Short: “I was driving in the far right lane and I saw a car coming
up really fast behind me. He passed me up and I slowed
down because I wanted to get away from him. He was going
too fast and I had a feeling he was going to wreck. He hit
the red SUV in the rear and then he hit the barrier. He came
back across the freeway and hit the barrier on the left side.
I stopped to make sure everyone was OK.”
At trial, Short opined that Salazar was driving “too fast.” He passed her
“quickly” and “had to be going faster than [her].” But Short did not remember how
fast she was driving, so she could not estimate how fast Salazar was driving.
Matthew testified that he was driving at about fifty miles per hour. Matthew
felt like Salazar was driving faster than Matthew. By the time Matthew first saw
Salazar in the rearview mirror, Salazar had already lost control of his car. Lisa
Brooks was asleep at the time of the accident.
Salazar could not remember how fast he was driving.
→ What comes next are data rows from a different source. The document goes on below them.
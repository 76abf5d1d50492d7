//! Wait Strategy
//!
//! Binds a driver, a [`ConditionRegistry`] and a [`Poller`] into the calls
//! page objects use: wait for one element condition, wait for a custom
//! predicate, or wait for the first of several targets.

use crate::clock::{Clock, SystemClock};
use crate::condition::{ConditionArgs, ConditionHandler, ConditionRegistry, ElementCondition};
use crate::driver::PageDriver;
use crate::element::Element;
use crate::result::{AutomationError, AutomationResult};
use crate::wait::{AnyPredicate, BackoffPolicy, Poller};
use std::fmt;
use std::time::Duration;
use tracing::debug;

/// Per-call overrides
#[derive(Debug, Clone, Default, PartialEq, Eq)]
pub struct WaitOptions {
    /// Timeout for this call
    pub timeout: Option<Duration>,
    /// Initial poll interval for this call
    pub poll_interval: Option<Duration>,
    /// Message used when the wait times out
    pub message: Option<String>,
}

impl WaitOptions {
    /// No overrides
    #[must_use]
    pub fn new() -> Self {
        Self::default()
    }

    /// Override the timeout
    #[must_use]
    pub const fn timeout(mut self, timeout: Duration) -> Self {
        self.timeout = Some(timeout);
        self
    }

    /// Override the poll interval
    #[must_use]
    pub const fn poll_interval(mut self, poll_interval: Duration) -> Self {
        self.poll_interval = Some(poll_interval);
        self
    }

    /// Override the timeout message
    #[must_use]
    pub fn message(mut self, message: impl Into<String>) -> Self {
        self.message = Some(message.into());
        self
    }
}

/// One alternative for [`WaitStrategy::wait_for_any`]
pub enum WaitTarget<'a> {
    /// An element condition
    Element {
        /// Condition to reach
        condition: ElementCondition,
        /// Its arguments
        args: ConditionArgs,
    },
    /// A custom predicate
    Custom(Box<dyn FnMut() -> AutomationResult<bool> + 'a>),
}

impl fmt::Debug for WaitTarget<'_> {
    fn fmt(&self, f: &mut fmt::Formatter<'_>) -> fmt::Result {
        match self {
            Self::Element { condition, args } => f
                .debug_struct("Element")
                .field("condition", condition)
                .field("args", args)
                .finish(),
            Self::Custom(_) => f.write_str("Custom(..)"),
        }
    }
}

impl<'a> WaitTarget<'a> {
    /// Element target
    #[must_use]
    pub const fn element(condition: ElementCondition, args: ConditionArgs) -> Self {
        Self::Element { condition, args }
    }

    /// Custom predicate target
    pub fn custom<F>(predicate: F) -> Self
    where
        F: FnMut() -> AutomationResult<bool> + 'a,
    {
        Self::Custom(Box::new(predicate))
    }
}

/// Winner of [`WaitStrategy::wait_for_any`]
#[derive(Debug, Clone, PartialEq)]
pub struct AnyMatch<'d> {
    /// Index of the target that succeeded
    pub index: usize,
    /// The element, for element targets
    pub element: Option<Element<'d>>,
}

/// Waits against a driver using the registered condition handlers
pub struct WaitStrategy<'d, C: Clock = SystemClock> {
    driver: &'d dyn PageDriver,
    registry: ConditionRegistry,
    poller: Poller<C>,
}

impl<C: Clock + fmt::Debug> fmt::Debug for WaitStrategy<'_, C> {
    fn fmt(&self, f: &mut fmt::Formatter<'_>) -> fmt::Result {
        f.debug_struct("WaitStrategy")
            .field("registry", &self.registry)
            .field("poller", &self.poller)
            .finish_non_exhaustive()
    }
}

impl<'d> WaitStrategy<'d, SystemClock> {
    /// Strategy with default handlers and timings
    #[must_use]
    pub fn new(driver: &'d dyn PageDriver) -> Self {
        Self::with_clock(driver, BackoffPolicy::default(), SystemClock::new())
    }
}

impl<'d, C: Clock> WaitStrategy<'d, C> {
    /// Strategy on a custom clock
    #[must_use]
    pub fn with_clock(driver: &'d dyn PageDriver, policy: BackoffPolicy, clock: C) -> Self {
        Self {
            driver,
            registry: ConditionRegistry::with_defaults(),
            poller: Poller::with_clock(policy, clock),
        }
    }

    /// Replace the handler registry
    #[must_use]
    pub fn with_registry(mut self, registry: ConditionRegistry) -> Self {
        self.registry = registry;
        self
    }

    /// The driver
    #[must_use]
    pub fn driver(&self) -> &'d dyn PageDriver {
        self.driver
    }

    /// Handler registry
    #[must_use]
    pub const fn registry(&self) -> &ConditionRegistry {
        &self.registry
    }

    /// Mutable handler registry
    pub fn registry_mut(&mut self) -> &mut ConditionRegistry {
        &mut self.registry
    }

    /// Default timeout
    #[must_use]
    pub const fn timeout(&self) -> Duration {
        self.poller.policy().timeout()
    }

    /// Change the default timeout.
    ///
    /// # Errors
    ///
    /// Returns `InvalidArgument` for a zero timeout.
    pub fn set_timeout(&mut self, timeout: Duration) -> AutomationResult<()> {
        self.poller.policy_mut().set_timeout(timeout)
    }

    fn resolve(&self, condition: ElementCondition) -> AutomationResult<&dyn ConditionHandler> {
        self.registry.get_handler(condition).ok_or_else(|| {
            AutomationError::invalid_argument(format!(
                "no handler registered for condition '{condition}'"
            ))
        })
    }

    /// Wait until `condition` holds for the element in `args`.
    ///
    /// # Errors
    ///
    /// - `InvalidArgument`: no selector, or no handler for the condition
    /// - `Timeout`: the deadline passed
    /// - `ConditionNotMet`: any other failure while waiting
    pub fn wait_for(
        &self,
        condition: ElementCondition,
        args: &ConditionArgs,
        options: &WaitOptions,
    ) -> AutomationResult<Element<'d>> {
        let selector = args.require_selector()?;
        let handler = self.resolve(condition)?;
        let policy = self
            .poller
            .policy()
            .with_overrides(options.timeout, options.poll_interval)?;
        let message = options.message.clone().unwrap_or_else(|| {
            format!(
                "waiting for '{condition}' timed out (timeout: {}s)",
                policy.timeout().as_secs_f64()
            )
        });

        debug!(%condition, selector, handler = handler.name(), "waiting for element");
        let driver = self.driver;
        let result = self.poller.poll_with(
            &policy,
            || handler.check(driver, condition, args),
            Some(&message),
        );
        settle(result.map(|outcome| outcome.value), &message)
    }

    /// Wait until a custom predicate yields a value.
    ///
    /// # Errors
    ///
    /// `Timeout` when the deadline passes, `ConditionNotMet` when the
    /// predicate fails.
    pub fn wait_until<T, F>(&self, predicate: F, options: &WaitOptions) -> AutomationResult<T>
    where
        F: FnMut() -> AutomationResult<Option<T>>,
    {
        let policy = self
            .poller
            .policy()
            .with_overrides(options.timeout, options.poll_interval)?;
        let message = options.message.clone().unwrap_or_else(|| {
            format!(
                "waiting for custom condition timed out (timeout: {}s)",
                policy.timeout().as_secs_f64()
            )
        });
        let result = self.poller.poll_with(&policy, predicate, Some(&message));
        settle(result.map(|outcome| outcome.value), &message)
    }

    /// Wait for the first of several targets.
    ///
    /// Targets are checked in order on every cycle; an error in one is
    /// logged and the others are still checked.
    ///
    /// # Errors
    ///
    /// - `InvalidArgument`: empty list, a target without a selector, or a
    ///   condition without a handler
    /// - `Timeout`: nothing succeeded before the deadline
    pub fn wait_for_any(
        &self,
        targets: Vec<WaitTarget<'_>>,
        options: &WaitOptions,
    ) -> AutomationResult<AnyMatch<'d>> {
        if targets.is_empty() {
            return Err(AutomationError::invalid_argument(
                "at least one wait target is required",
            ));
        }

        let policy = self
            .poller
            .policy()
            .with_overrides(options.timeout, options.poll_interval)?;
        let message = options.message.clone().unwrap_or_else(|| {
            format!(
                "waiting for any of {} conditions timed out (timeout: {}s)",
                targets.len(),
                policy.timeout().as_secs_f64()
            )
        });

        let driver = self.driver;
        let mut predicates: Vec<AnyPredicate<'_, Option<Element<'d>>>> =
            Vec::with_capacity(targets.len());
        for target in targets {
            match target {
                WaitTarget::Element { condition, args } => {
                    let _ = args.require_selector()?;
                    let handler = self.resolve(condition)?;
                    predicates.push(Box::new(move || {
                        Ok(handler.check(driver, condition, &args)?.map(Some))
                    }));
                }
                WaitTarget::Custom(mut predicate) => {
                    predicates.push(Box::new(move || Ok(predicate()?.then_some(None))));
                }
            }
        }

        debug!(targets = predicates.len(), "waiting for any condition");
        let result = self
            .poller
            .poll_any(&policy, &mut predicates, Some(&message))
            .map(|outcome| {
                let (index, element) = outcome.value;
                AnyMatch { index, element }
            });
        settle(result, &message)
    }

    /// Pair each condition with its args and wait for the first to hold.
    ///
    /// # Errors
    ///
    /// `InvalidArgument` when the lists differ in length, otherwise as
    /// [`Self::wait_for_any`].
    pub fn wait_for_any_with_args(
        &self,
        conditions: &[ElementCondition],
        args: &[ConditionArgs],
        options: &WaitOptions,
    ) -> AutomationResult<AnyMatch<'d>> {
        if conditions.len() != args.len() {
            return Err(AutomationError::invalid_argument(format!(
                "{} conditions but {} argument sets",
                conditions.len(),
                args.len()
            )));
        }
        let targets = conditions
            .iter()
            .zip(args)
            .map(|(condition, args)| WaitTarget::element(*condition, args.clone()))
            .collect();
        self.wait_for_any(targets, options)
    }
}

/// Timeouts pass through; anything else becomes `ConditionNotMet`
fn settle<T>(result: AutomationResult<T>, message: &str) -> AutomationResult<T> {
    result.map_err(|e| {
        if e.is_timeout() {
            e
        } else {
            AutomationError::condition_not_met(format!("{message}: {e}"))
        }
    })
}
But he knew that he
wasn’t racing, talking on his cell phone, or drinking. He didn’t remember exactly
what happened, except that it had been raining and his car started going sideways.
Salazar believed that he hydroplaned. He conceded that he could have driven more
slowly and that he lost control of his car. He testified:
Q. . . . You don’t dispute that you were going too fast? And that’s what
caused you to lose control, was it not?
A. Yes, ma’am.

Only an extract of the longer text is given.